VEJA TAMBÉM: O câncer de mama nos homens e em pessoas transexuais
IV. Reconheça a identidade de gênero do/da paciente.
É fundamental que os usuários das unidades de saúde sejam reconhecidos em sua identidade de gênero, ou com o gênero com o qual se identificam. Esse reconhecimento passa por atendimento acolhedor e informativo, de modo que, quando necessário, o/a paciente seja encaminhado/a à rede de atenção especializada para procedimentos de sua competência. Também passa pelo cuidado em caso de internação, em que pessoas trans devem ser alocadas em enfermarias compatíveis com sua identidade de gênero.
Essas práticas estimulam a confiança do/a usuário/a do sistema de saúde. Com isso, abre caminho para que pessoas trans passem a adotar uma postura mais cuidadosa diante de suas demandas na área de saúde, sentindo segurança para buscar atendimento sem medo do não-acolhimento ou do desrespeito a suas demandas.
V. É preciso lidar com as questões referentes às modificações corporais – seja a demanda por procedimentos do tipo ou a necessidade de administrar problemas causados por eles.
É comum que pessoas trans cheguem às unidades de saúde já tendo realizado algum procedimento de modificação corporal por conta própria.
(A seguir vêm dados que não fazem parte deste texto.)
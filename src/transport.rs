//! Stream transport towards the data logger.

#[cfg(test)]
pub mod simulated;

use std::time::Duration;

use async_trait::async_trait;
use tokio::{
    io::{AsyncReadExt, AsyncWriteExt},
    net::TcpStream,
    time::timeout,
};

use crate::{error::TransportError, prelude::*};

/// One request/reply cycle is `open` → `write` → `read` → `close`.
#[async_trait]
pub trait Transport: Send {
    async fn open(&mut self) -> Result<(), TransportError>;

    async fn write(&mut self, bytes: &[u8]) -> Result<usize, TransportError>;

    /// Read whatever the peer has sent, up to the buffer size.
    async fn read(&mut self, buffer: &mut [u8]) -> Result<usize, TransportError>;

    async fn close(&mut self) -> Result<(), TransportError>;
}

pub struct TcpTransport {
    address: String,
    stream: Option<TcpStream>,
}

impl TcpTransport {
    const CONNECT_TIMEOUT: Duration = Duration::from_secs(3);
    const IO_TIMEOUT: Duration = Duration::from_secs(20);

    #[must_use]
    pub const fn new(address: String) -> Self {
        Self { address, stream: None }
    }

    fn stream(&mut self) -> Result<&mut TcpStream, TransportError> {
        self.stream.as_mut().ok_or(TransportError::NotOpen)
    }
}

#[async_trait]
impl Transport for TcpTransport {
    #[instrument(skip_all, level = Level::DEBUG, fields(address = %self.address))]
    async fn open(&mut self) -> Result<(), TransportError> {
        debug!("connecting…");
        let stream = timeout(Self::CONNECT_TIMEOUT, TcpStream::connect(&self.address))
            .await
            .map_err(|_| TransportError::Timeout { operation: "connect" })?
            .map_err(|source| TransportError::Connect { address: self.address.clone(), source })?;
        stream.set_nodelay(true)?;
        self.stream = Some(stream);
        Ok(())
    }

    async fn write(&mut self, bytes: &[u8]) -> Result<usize, TransportError> {
        let stream = self.stream()?;
        timeout(Self::IO_TIMEOUT, stream.write_all(bytes))
            .await
            .map_err(|_| TransportError::Timeout { operation: "write" })??;
        Ok(bytes.len())
    }

    async fn read(&mut self, buffer: &mut [u8]) -> Result<usize, TransportError> {
        let stream = self.stream()?;
        let n_bytes = timeout(Self::IO_TIMEOUT, stream.read(buffer))
            .await
            .map_err(|_| TransportError::Timeout { operation: "read" })??;
        Ok(n_bytes)
    }

    async fn close(&mut self) -> Result<(), TransportError> {
        if let Some(mut stream) = self.stream.take() {
            stream.shutdown().await?;
        }
        Ok(())
    }
}

#[cfg(test)]
mod tests {
    use tokio::net::TcpListener;

    use super::*;

    #[tokio::test]
    async fn tcp_round_trip_ok() -> Result {
        let listener = TcpListener::bind("127.0.0.1:0").await?;
        let address = listener.local_addr()?.to_string();
        let server = tokio::spawn(async move {
            let (mut socket, _) = listener.accept().await?;
            let mut request = [0_u8; 4];
            socket.read_exact(&mut request).await?;
            socket.write_all(&[request[3], request[2], request[1], request[0]]).await?;
            Ok::<_, std::io::Error>(())
        });

        let mut transport = TcpTransport::new(address);
        transport.open().await?;
        assert_eq!(transport.write(&[1, 2, 3, 4]).await?, 4);
        let mut buffer = [0_u8; 16];
        let n_bytes = transport.read(&mut buffer).await?;
        transport.close().await?;
        server.await??;

        assert_eq!(&buffer[..n_bytes], [4, 3, 2, 1]);
        Ok(())
    }

    #[tokio::test]
    async fn write_without_open_err() {
        let mut transport = TcpTransport::new("127.0.0.1:1".to_owned());
        assert!(matches!(transport.write(&[0]).await, Err(TransportError::NotOpen)));
    }
}
use std::time::Duration;

use clap::Parser;

use crate::{
    cli::{device::DeviceArgs, mqtt::MqttArgs},
    poll::PollLoop,
    prelude::*,
};

#[derive(Parser)]
pub struct RunArgs {
    #[clap(flatten)]
    pub device: DeviceArgs,

    /// Poll interval, for example `90s` or `2min`; a bare number is taken as seconds.
    #[clap(
        long,
        env = "INVERTER_READ_INTERVAL",
        default_value = "60s",
        value_parser = parse_interval,
    )]
    pub read_interval: Duration,

    /// Also publish every register under the raw catalog names.
    #[clap(long = "with-telemetry", env = "PUBLISH_TELEMETRY")]
    pub with_telemetry: bool,

    #[clap(flatten)]
    pub mqtt: MqttArgs,
}

impl RunArgs {
    pub async fn run(self) -> Result {
        PollLoop::builder()
            .logger(self.device.logger())
            .dispatcher(self.mqtt.dispatcher()?)
            .interval(self.read_interval)
            .with_telemetry(self.with_telemetry)
            .build()
            .run()
            .await
    }
}

fn parse_interval(value: &str) -> Result<Duration, humantime::DurationError> {
    value
        .parse()
        .map_or_else(|_| humantime::parse_duration(value), |seconds| Ok(Duration::from_secs(seconds)))
}
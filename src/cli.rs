mod device;
mod mqtt;
mod query;
mod registers;
mod run;

use clap::{Parser, Subcommand};

use crate::{
    cli::{query::QueryArgs, registers::RegistersArgs, run::RunArgs},
    prelude::*,
};

#[derive(Parser)]
#[command(author, version, about, propagate_version = true)]
#[must_use]
pub struct Args {
    #[command(subcommand)]
    pub command: Command,
}

impl Args {
    pub async fn run(self) -> Result {
        match self.command {
            Command::Run(args) => args.run().await,
            Command::Query(args) => args.run().await,
            Command::Registers(args) => {
                args.run();
                Ok(())
            }
        }
    }
}

#[derive(Subcommand)]
pub enum Command {
    /// Main command: poll the data logger and publish every view to the broker.
    #[clap(name = "run")]
    Run(Box<RunArgs>),

    /// Query a single view once and print it.
    #[clap(name = "query")]
    Query(Box<QueryArgs>),

    /// Print the register catalog.
    #[clap(name = "registers")]
    Registers(RegistersArgs),
}

#[cfg(test)]
mod tests {
    use std::time::Duration;

    use clap::CommandFactory;

    use super::*;
    use crate::{catalog::View, publish::PublishFormat};

    #[test]
    fn verify_args() {
        Args::command().debug_assert();
    }

    #[test]
    fn parse_run_ok() -> Result {
        let args = Args::try_parse_from([
            "invt-logger",
            "run",
            "--inverter-address",
            "192.168.1.50:8899",
            "--logger-serial",
            "1234567890",
            "--read-interval",
            "30s",
            "--mqtt-url",
            "tcp://broker:1883",
            "--mqtt-prefix",
            "home/invt",
            "--mqtt-format",
            "json",
        ])?;
        let Command::Run(args) = args.command else {
            bail!("expected the `run` command");
        };
        assert_eq!(args.device.serial_number, 1_234_567_890);
        assert_eq!(args.read_interval, Duration::from_secs(30));
        assert_eq!(args.mqtt.format, PublishFormat::Json);
        assert!(!args.with_telemetry);
        Ok(())
    }

    #[test]
    fn bare_read_interval_is_seconds() -> Result {
        let args = Args::try_parse_from([
            "invt-logger",
            "run",
            "--inverter-address",
            "localhost:8899",
            "--logger-serial",
            "1",
            "--read-interval",
            "90",
        ])?;
        let Command::Run(args) = args.command else {
            bail!("expected the `run` command");
        };
        assert_eq!(args.read_interval, Duration::from_secs(90));
        Ok(())
    }

    #[test]
    fn zero_serial_number_err() {
        let result = Args::try_parse_from([
            "invt-logger",
            "query",
            "station",
            "--inverter-address",
            "localhost:8899",
            "--logger-serial",
            "0",
        ]);
        assert!(result.is_err());
    }

    #[test]
    fn parse_query_ok() -> Result {
        let args = Args::try_parse_from([
            "invt-logger",
            "query",
            "pv-output",
            "--inverter-address",
            "localhost:8899",
            "--logger-serial",
            "1",
        ])?;
        let Command::Query(args) = args.command else {
            bail!("expected the `query` command");
        };
        assert_eq!(args.view, View::PvOutput);
        Ok(())
    }

    #[test]
    fn registers_needs_no_device() -> Result {
        let args = Args::try_parse_from(["invt-logger", "registers", "battery-output"])?;
        assert!(matches!(args.command, Command::Registers(_)));
        Ok(())
    }
}
use chrono::{NaiveDate, NaiveDateTime};

use super::{arrange, layouts};
use crate::{
    error::QueryError,
    measurement::{Measurement, Publication, Value},
    prelude::*,
};

/// The logger reports its clock without a zone, it is taken as UTC.
///
/// An unset or unreadable clock only drops the timestamps, the rest of the station is kept.
pub fn assemble(measurement: Measurement, publication: &mut Publication) {
    match parse_clock(&measurement) {
        Ok(last_update) => {
            publication.insert(
                None,
                "lastUpdateTime",
                Value::Text(last_update.format("%Y-%m-%d %H:%M:%S").to_string()),
            );
            let last_update_unix = last_update.and_utc().timestamp();
            publication.insert(None, "lastUpdateTimeUnix", Value::Integer(last_update_unix));
        }
        Err(error) => warn!("publishing the station without a timestamp: {error}"),
    }

    let pv_powers = (
        measurement.get("Power PV1").and_then(Value::as_f64),
        measurement.get("Power PV2").and_then(Value::as_f64),
    );
    if let (Some(pv1), Some(pv2)) = pv_powers {
        publication.insert(None, "pvPower", Value::Float(pv1 + pv2));
    }

    arrange(layouts::STATION, measurement, publication);
}

/// Assemble the logger clock from its packed byte pairs, the year is counted from 2000.
pub fn parse_clock(measurement: &Measurement) -> Result<NaiveDateTime, QueryError> {
    let pair = |name: &'static str| {
        measurement.get(name).and_then(Value::as_pair).ok_or(QueryError::MissingField(name))
    };
    let (year, month) = pair("Year_Month")?;
    let (day, _) = pair("Day_Res")?;
    let (hour, minute) = pair("Hour_Minute")?;
    let (second, _day_of_week) = pair("Second_DayOfWeek")?;

    NaiveDate::from_ymd_opt(2000 + i32::from(year), u32::from(month), u32::from(day))
        .and_then(|date| date.and_hms_opt(u32::from(hour), u32::from(minute), u32::from(second)))
        .ok_or_else(|| {
            QueryError::InvalidTimestamp(format!(
                "20{year:02}-{month:02}-{day:02} {hour:02}:{minute:02}:{second:02}"
            ))
        })
}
Por exemplo, geralmente mulheres transexuais usam hormônios femininos sem especificação médica e aplicam silicone industrial em diferentes partes do corpo.
Em homens trans, por outro lado, são comuns aquisição de testosterona em academias de ginástica e consumo de hormônios masculinos de origem animal para uso veterinário. Há relatos também de danos ao tecido mamário e ao músculo peitoral devido ao uso prolongado de faixas compressoras para disfarçar os seios.
Além da realização de procedimentos em condições pouco adequadas, o profissional de saúde pode se deparar também com casos de automutilação devido ao sofrimento do indivíduo por não se reconhecer no próprio corpo que possui.
VI. Lembre-se do princípio de integralidade proposto pelo SUS.
O princípio de integralidade proposto pelo Sistema Únido de Saúde (SUS) considera as dimensões biológica, cultural e social do usuário. Sendo assim, é fundamental que você, profissional de saúde, leve esses fatores em conta no atendimento a pessoas trans.
Os agravos à saúde de pessoas LGBT têm origem em determinantes sociais, devido às frequentes violações de direito de pessoas que são consideradas desviantes da sociedade devido à sua orientação ou identidade de gênero. Reconhecer esses danos abre caminho para a assistência integral na medida que entende o indivíduo em seu contexto biopsicossocial e permite intervenção adequada às demandas apresentadas.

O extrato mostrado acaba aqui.